Work to complete
Could you print out every entry, character for character?

Data excerpts:
++++
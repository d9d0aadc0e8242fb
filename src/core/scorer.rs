// File: src/core/scorer.rs
//! Structural validation and quality scoring of generated identifiers.

use crate::core::types::ScoredName;

const COMMON_WORDS: &[&str] = &[
    "get", "set", "is", "has", "can", "should", "will", "user", "data", "info", "config",
    "handle", "process",
];

const MAX_RUN: usize = 4;

pub struct CandidateScorer {
    max_length: usize,
}

impl CandidateScorer {
    pub fn new(max_length: usize) -> Self {
        Self { max_length }
    }

    /// Style-independent checks on the final string: length, alphabet,
    /// leading digit, and the unreadability guards (4+ identical characters
    /// in a row, 4+ consonants in a row).
    pub fn is_structurally_valid(&self, name: &str) -> bool {
        let length = name.chars().count();
        if length == 0 || length > self.max_length {
            return false;
        }
        if !name
            .chars()
            .all(|c| c.is_ascii_alphanumeric() || c == '_' || c == '-')
        {
            return false;
        }
        if name.starts_with(|c: char| c.is_ascii_digit()) {
            return false;
        }
        !has_identical_run(name) && !has_consonant_run(name)
    }

    /// Scores a name the style check already accepted. `None` means the
    /// candidate is rejected.
    pub fn evaluate(&self, name: &str, passes_style: bool, word_count: usize) -> Option<u8> {
        if passes_style && self.is_structurally_valid(name) {
            Some(self.score(name, word_count))
        } else {
            None
        }
    }

    /// Base 100 with length, vowel-ratio, word-count and common-word
    /// adjustments, clamped to [0, 100].
    pub fn score(&self, name: &str, word_count: usize) -> u8 {
        let mut score: i64 = 100;
        let length = name.chars().count();

        if (5..=15).contains(&length) {
            score += 10;
        } else if length > 20 {
            score -= 20;
        }

        if has_good_vowel_ratio(name, length) {
            score += 15;
        }

        if word_count > 1 {
            score += 5 * word_count as i64;
        }

        let lower = name.to_lowercase();
        if COMMON_WORDS.iter().any(|w| lower.contains(w)) {
            score += 5;
        }

        score.clamp(0, 100) as u8
    }

    /// Sorts by descending score. Equal scores keep their generation order.
    pub fn rank(&self, mut names: Vec<ScoredName>) -> Vec<ScoredName> {
        names.sort_by(|a, b| b.score.cmp(&a.score));
        names
    }
}

impl Default for CandidateScorer {
    fn default() -> Self {
        Self::new(50)
    }
}

fn is_consonant(c: char) -> bool {
    c.is_ascii_alphabetic() && !matches!(c.to_ascii_lowercase(), 'a' | 'e' | 'i' | 'o' | 'u')
}

fn has_consonant_run(name: &str) -> bool {
    let mut run = 0;
    for c in name.chars() {
        run = if is_consonant(c) { run + 1 } else { 0 };
        if run >= MAX_RUN {
            return true;
        }
    }
    false
}

fn has_identical_run(name: &str) -> bool {
    let mut run = 0;
    let mut prev = None;
    for c in name.chars() {
        run = if prev == Some(c) { run + 1 } else { 1 };
        if run >= MAX_RUN {
            return true;
        }
        prev = Some(c);
    }
    false
}

fn has_good_vowel_ratio(name: &str, length: usize) -> bool {
    if length == 0 {
        return false;
    }
    let vowels = name
        .chars()
        .filter(|c| matches!(c.to_ascii_lowercase(), 'a' | 'e' | 'i' | 'o' | 'u'))
        .count();
    let ratio = vowels as f64 / length as f64;
    (0.2..=0.6).contains(&ratio)
}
++++
Answer
repository d9d0aadc0e8242fb
filename src/core/scorer.rs
// File: src/core/scorer.rs
//! Structural validation and quality scoring of generated identifiers.

use crate::core::types::ScoredName;

const COMMON_WORDS: &[&str] = &[
    "get", "set", "is", "has", "can", "should", "will", "user", "data", "info", "config",
    "handle", "process",
];

const MAX_RUN: usize = 4;

pub struct CandidateScorer {
    max_length: usize,
}

impl CandidateScorer {
    pub fn new(max_length: usize) -> Self {
        Self { max_length }
    }

    /// Style-independent checks on the final string: length, alphabet,
    /// leading digit, and the unreadability guards (4+ identical characters
    /// in a row, 4+ consonants in a row).
    pub fn is_structurally_valid(&self, name: &str) -> bool {
        let length = name.chars().count();
        if length == 0 || length > self.max_length {
            return false;
        }
        if !name
            .chars()
            .all(|c| c.is_ascii_alphanumeric() || c == '_' || c == '-')
        {
            return false;
        }
        if name.starts_with(|c: char| c.is_ascii_digit()) {
            return false;
        }
        !has_identical_run(name) && !has_consonant_run(name)
    }

    /// Scores a name the style check already accepted. `None` means the
    /// candidate is rejected.
    pub fn evaluate(&self, name: &str, passes_style: bool, word_count: usize) -> Option<u8> {
        if passes_style && self.is_structurally_valid(name) {
            Some(self.score(name, word_count))
        } else {
            None
        }
    }

    /// Base 100 with length, vowel-ratio, word-count and common-word
    /// adjustments, clamped to [0, 100].
    pub fn score(&self, name: &str, word_count: usize) -> u8 {
        let mut score: i64 = 100;
        let length = name.chars().count();

        if (5..=15).contains(&length) {
            score += 10;
        } else if length > 20 {
            score -= 20;
        }

        if has_good_vowel_ratio(name, length) {
            score += 15;
        }

        if word_count > 1 {
            score += 5 * word_count as i64;
        }

        let lower = name.to_lowercase();
        if COMMON_WORDS.iter().any(|w| lower.contains(w)) {
            score += 5;
        }

        score.clamp(0, 100) as u8
    }

    /// Sorts by descending score. Equal scores keep their generation order.
    pub fn rank(&self, mut names: Vec<ScoredName>) -> Vec<ScoredName> {
        names.sort_by(|a, b| b.score.cmp(&a.score));
        names
    }
}

impl Default for CandidateScorer {
    fn default() -> Self {
        Self::new(50)
    }
}

fn is_consonant(c: char) -> bool {
    c.is_ascii_alphabetic() && !matches!(c.to_ascii_lowercase(), 'a' | 'e' | 'i' | 'o' | 'u')
}

fn has_consonant_run(name: &str) -> bool {
    let mut run = 0;
    for c in name.chars() {
        run = if is_consonant(c) { run + 1 } else { 0 };
        if run >= MAX_RUN {
            return true;
        }
    }
    false
}

fn has_identical_run(name: &str) -> bool {
    let mut run = 0;
    let mut prev = None;
    for c in name.chars() {
        run = if prev == Some(c) { run + 1 } else { 1 };
        if run >= MAX_RUN {
            return true;
        }
        prev = Some(c);
    }
    false
}

fn has_good_vowel_ratio(name: &str, length: usize) -> bool {
    if length == 0 {
        return false;
    }
    let vowels = name
        .chars()
        .filter(|c| matches!(c.to_ascii_lowercase(), 'a' | 'e' | 'i' | 'o' | 'u'))
        .count();
    let ratio = vowels as f64 / length as f64;
    (0.2..=0.6).contains(&ratio)
}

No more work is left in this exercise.